* **Exercise directions**
With both ends included, transcribe exactly the records below from their first line to the line that contains "space so a pan".

Saved entries:

..........

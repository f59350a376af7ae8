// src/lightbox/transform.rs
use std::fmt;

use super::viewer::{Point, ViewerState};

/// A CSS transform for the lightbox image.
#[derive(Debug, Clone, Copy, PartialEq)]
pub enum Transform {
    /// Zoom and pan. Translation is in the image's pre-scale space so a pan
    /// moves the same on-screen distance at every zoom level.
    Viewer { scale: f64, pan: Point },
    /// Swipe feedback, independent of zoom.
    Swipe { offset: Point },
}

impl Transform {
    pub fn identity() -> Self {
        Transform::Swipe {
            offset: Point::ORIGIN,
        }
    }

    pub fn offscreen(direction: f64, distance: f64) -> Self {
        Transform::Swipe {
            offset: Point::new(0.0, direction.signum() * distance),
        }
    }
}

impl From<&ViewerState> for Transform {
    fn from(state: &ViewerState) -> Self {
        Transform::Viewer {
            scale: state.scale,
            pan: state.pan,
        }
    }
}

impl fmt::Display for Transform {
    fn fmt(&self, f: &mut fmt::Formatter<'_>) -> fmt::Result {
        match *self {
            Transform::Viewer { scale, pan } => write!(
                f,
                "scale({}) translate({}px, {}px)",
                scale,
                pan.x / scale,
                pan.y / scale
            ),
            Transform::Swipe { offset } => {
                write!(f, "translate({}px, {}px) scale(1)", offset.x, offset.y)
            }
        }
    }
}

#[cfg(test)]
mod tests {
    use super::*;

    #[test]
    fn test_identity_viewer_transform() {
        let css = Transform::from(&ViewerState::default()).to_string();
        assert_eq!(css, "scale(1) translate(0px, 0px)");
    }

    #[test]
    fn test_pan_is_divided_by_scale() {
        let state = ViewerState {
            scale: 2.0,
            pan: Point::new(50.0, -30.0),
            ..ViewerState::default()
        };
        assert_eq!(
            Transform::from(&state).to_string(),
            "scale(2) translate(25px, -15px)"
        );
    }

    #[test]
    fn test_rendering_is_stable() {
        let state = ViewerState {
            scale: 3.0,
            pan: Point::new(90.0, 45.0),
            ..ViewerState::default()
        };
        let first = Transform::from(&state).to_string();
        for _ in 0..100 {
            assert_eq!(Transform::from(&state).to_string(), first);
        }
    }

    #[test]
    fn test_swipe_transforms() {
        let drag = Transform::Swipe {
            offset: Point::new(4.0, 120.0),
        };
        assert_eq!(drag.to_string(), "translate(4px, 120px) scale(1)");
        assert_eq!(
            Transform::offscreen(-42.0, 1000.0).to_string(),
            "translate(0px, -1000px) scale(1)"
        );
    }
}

..........

* **Output below**
repository f59350a376af7ae8
// src/lightbox/transform.rs
use std::fmt;

use super::viewer::{Point, ViewerState};

/// A CSS transform for the lightbox image.
#[derive(Debug, Clone, Copy, PartialEq)]
pub enum Transform {
    /// Zoom and pan. Translation is in the image's pre-scale space so a pan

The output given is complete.